Pemex future hangs on an auction as Mexico welcomes oil giants

1G2112956.JPG MÉXICO, D.F.- PEMEX-Diputados.- La Comisión de Vigilancia de la Auditoría Superior de la Federación pidió cuentas claras a Pemex sobre su programa de producción de hidrocarburos en la Cuenca de Chicontepec. Foto archivo Agencia EL UNIVERSAL. S052.

 

Bloomberg

Pemex’s chance to enter the modern oil era hangs in the balance of the country’s Dec. 5 auction. Mexico will hold its first-ever deep-water auction on Monday — part of an effort to attract investment from international oil giants such as Exxon Mobil Corp., Chevron Corp. and BP Plc to help develop the country’s offshore oil properties.
The auction of 10 deep-water blocks is the most significant step yet in Mexico’s effort to reclaim its spot as a global crude-producing powerhouse. Pemex has suffered from repeated setbacks in recent years as its production declined and financial woes multiplied. Monday could mark the start of a turnaround in the state-owned company’s fortunes.
“I’m nervous, but I have high expectations,” Jose Antonio Gonzalez Anaya, Pemex’s chief executive officer, said Thursday on Bloomberg Television. “It would be the first time in history that Pemex has a joint venture in the upstream with risk involved.” The auction also includes a tender to secure a partner for Pemex in its Trion field, where the ailing state-owned operator hopes to secure as much as $11 billion in investment to produce around 500 million barrels of oil equivalent.
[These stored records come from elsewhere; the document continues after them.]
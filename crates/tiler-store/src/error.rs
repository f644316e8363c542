use thiserror::Error;

#[derive(Error, Debug)]
pub enum StoreError {
    #[error("Object not found: {bucket}/{key}")]
    NotFound { bucket: String, key: String },

    #[error("Bucket not found: {0}")]
    BucketNotFound(String),

    #[error("Invalid object key '{key}': {reason}")]
    InvalidKey { key: String, reason: String },

    #[error("Invalid bucket name: {0}")]
    InvalidBucket(String),

    #[error("S3 {operation} failed: {message}")]
    Service { operation: String, message: String },

    #[error("Object store error: {0}")]
    ObjectStore(#[from] object_store::Error),

    #[error("IO error: {0}")]
    Io(#[from] std::io::Error),
}

impl StoreError {
    /// True when the bucket or the object itself does not exist
    pub fn is_not_found(&self) -> bool {
        matches!(
            self,
            StoreError::NotFound { .. }
                | StoreError::BucketNotFound(_)
                | StoreError::ObjectStore(object_store::Error::NotFound { .. })
        )
    }

    /// Rewrites a backend `NotFound` into the bucket/key form used by callers
    pub(crate) fn locate(self, bucket: &str, key: &str) -> Self {
        match self {
            StoreError::ObjectStore(object_store::Error::NotFound { .. }) => StoreError::NotFound {
                bucket: bucket.to_string(),
                key: key.to_string(),
            },
            other => other,
        }
    }
}

pub type Result<T> = std::result::Result<T, StoreError>;

impl From<StoreError> for std::io::Error {
    fn from(err: StoreError) -> Self {
        match err {
            StoreError::Io(io_err) => io_err,
            StoreError::NotFound { .. } | StoreError::BucketNotFound(_) => {
                std::io::Error::new(std::io::ErrorKind::NotFound, err)
            }
            other => std::io::Error::new(std::io::ErrorKind::Other, other),
        }
    }
}
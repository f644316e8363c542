//! Storage backend selection

use serde::{Deserialize, Serialize};
use std::path::PathBuf;

/// Which object store implementation backs the buckets
#[derive(Debug, Clone, PartialEq, Eq, Serialize, Deserialize)]
#[serde(tag = "kind", rename_all = "lowercase")]
pub enum StoreBackend {
    /// Process-local in-memory buckets (tests and dry runs)
    Memory,
    /// One directory per bucket under `root`
    Local {
        /// Directory that holds the bucket directories
        root: PathBuf,
    },
    /// S3-compatible service such as MinIO
    S3 {
        /// Endpoint URL, e.g. `http://localhost:9000`
        endpoint: String,
        /// Region sent with signed requests
        #[serde(default = "default_region")]
        region: String,
        /// Access key id
        access_key: String,
        /// Secret access key
        secret_key: String,
        /// Allow plain HTTP endpoints
        #[serde(default = "default_allow_http")]
        allow_http: bool,
    },
}

fn default_region() -> String {
    "us-east-1".to_string()
}

fn default_allow_http() -> bool {
    true
}

impl StoreBackend {
    /// Short name used in logs and error messages
    pub fn name(&self) -> &'static str {
        match self {
            StoreBackend::Memory => "memory",
            StoreBackend::Local { .. } => "local",
            StoreBackend::S3 { .. } => "s3",
        }
    }

    /// Whether objects can carry a content type attribute
    pub fn supports_attributes(&self) -> bool {
        !matches!(self, StoreBackend::Local { .. })
    }

    /// Builds an S3 backend from a MinIO-style `host:port` endpoint
    pub fn minio(endpoint: &str, access_key: &str, secret_key: &str, secure: bool) -> Self {
        let endpoint = if endpoint.contains("://") {
            endpoint.to_string()
        } else if secure {
            format!("https://{endpoint}")
        } else {
            format!("http://{endpoint}")
        };

        StoreBackend::S3 {
            endpoint,
            region: default_region(),
            access_key: access_key.to_string(),
            secret_key: secret_key.to_string(),
            allow_http: !secure,
        }
    }
}

impl Default for StoreBackend {
    fn default() -> Self {
        StoreBackend::Local {
            root: PathBuf::from("/var/lib/histoflow/buckets"),
        }
    }
}
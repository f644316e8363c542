//! Error types for tiler-core

use crate::encoder::EncodeError;
use std::fmt;
use thiserror::Error;
use tiler_store::StoreError;

/// Pipeline stage in which a failure happened
#[derive(Debug, Clone, Copy, PartialEq, Eq, Hash, serde::Serialize, serde::Deserialize)]
#[serde(rename_all = "snake_case")]
pub enum Stage {
    /// Fetching source metadata and body
    Download,
    /// Running the pyramid encoder
    Tiling,
    /// Uploading the tile tree
    Upload,
    /// Writing `metadata.json`
    Metadata,
}

impl fmt::Display for Stage {
    fn fmt(&self, f: &mut fmt::Formatter<'_>) -> fmt::Result {
        let name = match self {
            Stage::Download => "download",
            Stage::Tiling => "tiling",
            Stage::Upload => "upload",
            Stage::Metadata => "metadata",
        };
        f.write_str(name)
    }
}

/// Core error types for the tiling pipeline
#[derive(Error, Debug)]
pub enum Error {
    /// The source object does not exist in the source bucket
    #[error("Source not found: {bucket}/{key}")]
    SourceNotFound { bucket: String, key: String },

    /// The object store could not be reached or refused the request
    #[error("Store unavailable: {0}")]
    StoreUnavailable(#[source] StoreError),

    /// The encoder rejected or could not process the source image
    #[error("Encoding failed: {0}")]
    Encoding(#[from] EncodeError),

    /// A tile could not be uploaded or the destination bucket could not be created
    #[error("Upload failed: {context}: {source}")]
    Upload {
        context: String,
        #[source]
        source: StoreError,
    },

    /// The metadata record could not be written
    #[error("Metadata write failed: {0}")]
    MetadataWrite(String),

    /// The job description is malformed
    #[error("Invalid job: {0}")]
    InvalidJob(String),

    /// The job was cancelled before a stage started
    #[error("Cancelled before {stage} stage")]
    Cancelled { stage: Stage },

    /// Configuration-related error
    #[error("Configuration error: {0}")]
    Config(String),

    /// I/O operation failed
    #[error("IO error: {0}")]
    Io(#[from] std::io::Error),

    /// A blocking task panicked or was aborted
    #[error("Worker task failed: {0}")]
    Task(String),
}

impl Error {
    /// Classifies a store error seen while fetching the source object
    pub fn from_download(err: StoreError, bucket: &str, key: &str) -> Self {
        if err.is_not_found() {
            Error::SourceNotFound {
                bucket: bucket.to_string(),
                key: key.to_string(),
            }
        } else {
            Error::StoreUnavailable(err)
        }
    }

    /// Wraps a store error seen while uploading
    pub fn upload(context: impl Into<String>, source: StoreError) -> Self {
        Error::Upload {
            context: context.into(),
            source,
        }
    }
}

impl From<tokio::task::JoinError> for Error {
    fn from(err: tokio::task::JoinError) -> Self {
        Error::Task(err.to_string())
    }
}

impl From<walkdir::Error> for Error {
    fn from(err: walkdir::Error) -> Self {
        Error::Io(err.into())
    }
}

pub type Result<T> = std::result::Result<T, Error>;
Pemex is “cautiously optimistic” one of the world’s oil giants will bid to partner with Pemex in Monday’s auction, Gonzalez Anaya said. If so, the company expects to see investments from the partnership as soon as next year.
Mexico needs the auction to be a hit. Pemex’s empire has been slowly dismantled since industry reforms in 2013 ended its monopoly and opened the nation to foreign oil explorers for the first time in more than seven decades. Out of the gate, the industry overhaul suffered a major blow when the country’s oil prices collapsed from above $100 a barrel in 2014 to as low as $19 a barrel in January. The drop stymied participation in the nation’s debut auctions last year, while accelerating the decline of Pemex, once the world’s third-largest producer.
All of that raises the stakes for next week’s sale. “What we’re seeing right now is the ongoing impact of years of neglect of the national oil company,” Duncan Wood, director of the Mexico Institute at the Woodrow Wilson International Center for Scholars in Washington, said in a phone interview. “Without the energy reform, Pemex was on a road to bankruptcy. The country is now trying to right the sinking ship, but it still might be as many as 10 years before the entrance of significant investment can help do that.” Today, Pemex’s output is falling faster than foreign producers will be able to ramp up production, even if the auction on Monday is a success. Its production is on course to fall to a 36-year low as the Mexico City-based company is hogtied by nearly $100 billion in debt and 16 straight quarterly losses that have decimated investment spending.
The fall in Pemex’s oil production can be attributed to the maturation and decline of the Cantarell field, Pemex said in an e-mailed statement. Cantarell was one of the world’s largest oil discoveries when found in the Gulf of Mexico in the 1970s.
The most ambitious of the promises included in the oil industry reforms are already at risk. When the law was signed in December 2013, President Enrique Pena Nieto vowed it’d lead to thousands of jobs, increased output and a stronger, more efficient Pemex.
Instead, Pemex has reduced its staff by almost 30,000, and local service companies that counted the oil monopoly as its only client were forced to freeze activities or shut down because of delayed payments and cut contracts. One of the energy overhaul’s key milestones — hitting national production of 3 million daily barrels by 2018 — is likely to fall short by more than a third.
Once a bigger supplier to the US than Saudi Arabia, Pemex’s output may dwindle to about 1.6 million barrels a day by 2020, less than half its 2004 peak, because it lacks the technology and funds to revamp aging fields, Morgan Stanley analysts said in July. Without sufficient liquidity and investment, Pemex will continue to shrink, they said. “The only way to make Pemex wake up and push it to the next level is through competition,” said Juan Francisco Torres-Landa, managing partner of Hogan Lovells’ Mexico City office. “It is going to have to be a much more efficient company or it won’t be able tocompete.”
Pemex’s priority in the upcoming years is to be profitable, which will require slowing the accumulation of debt and improving midstream and downstream operations, Pemex said in an e-mail. The company said it aims to increase profitability without further job cuts.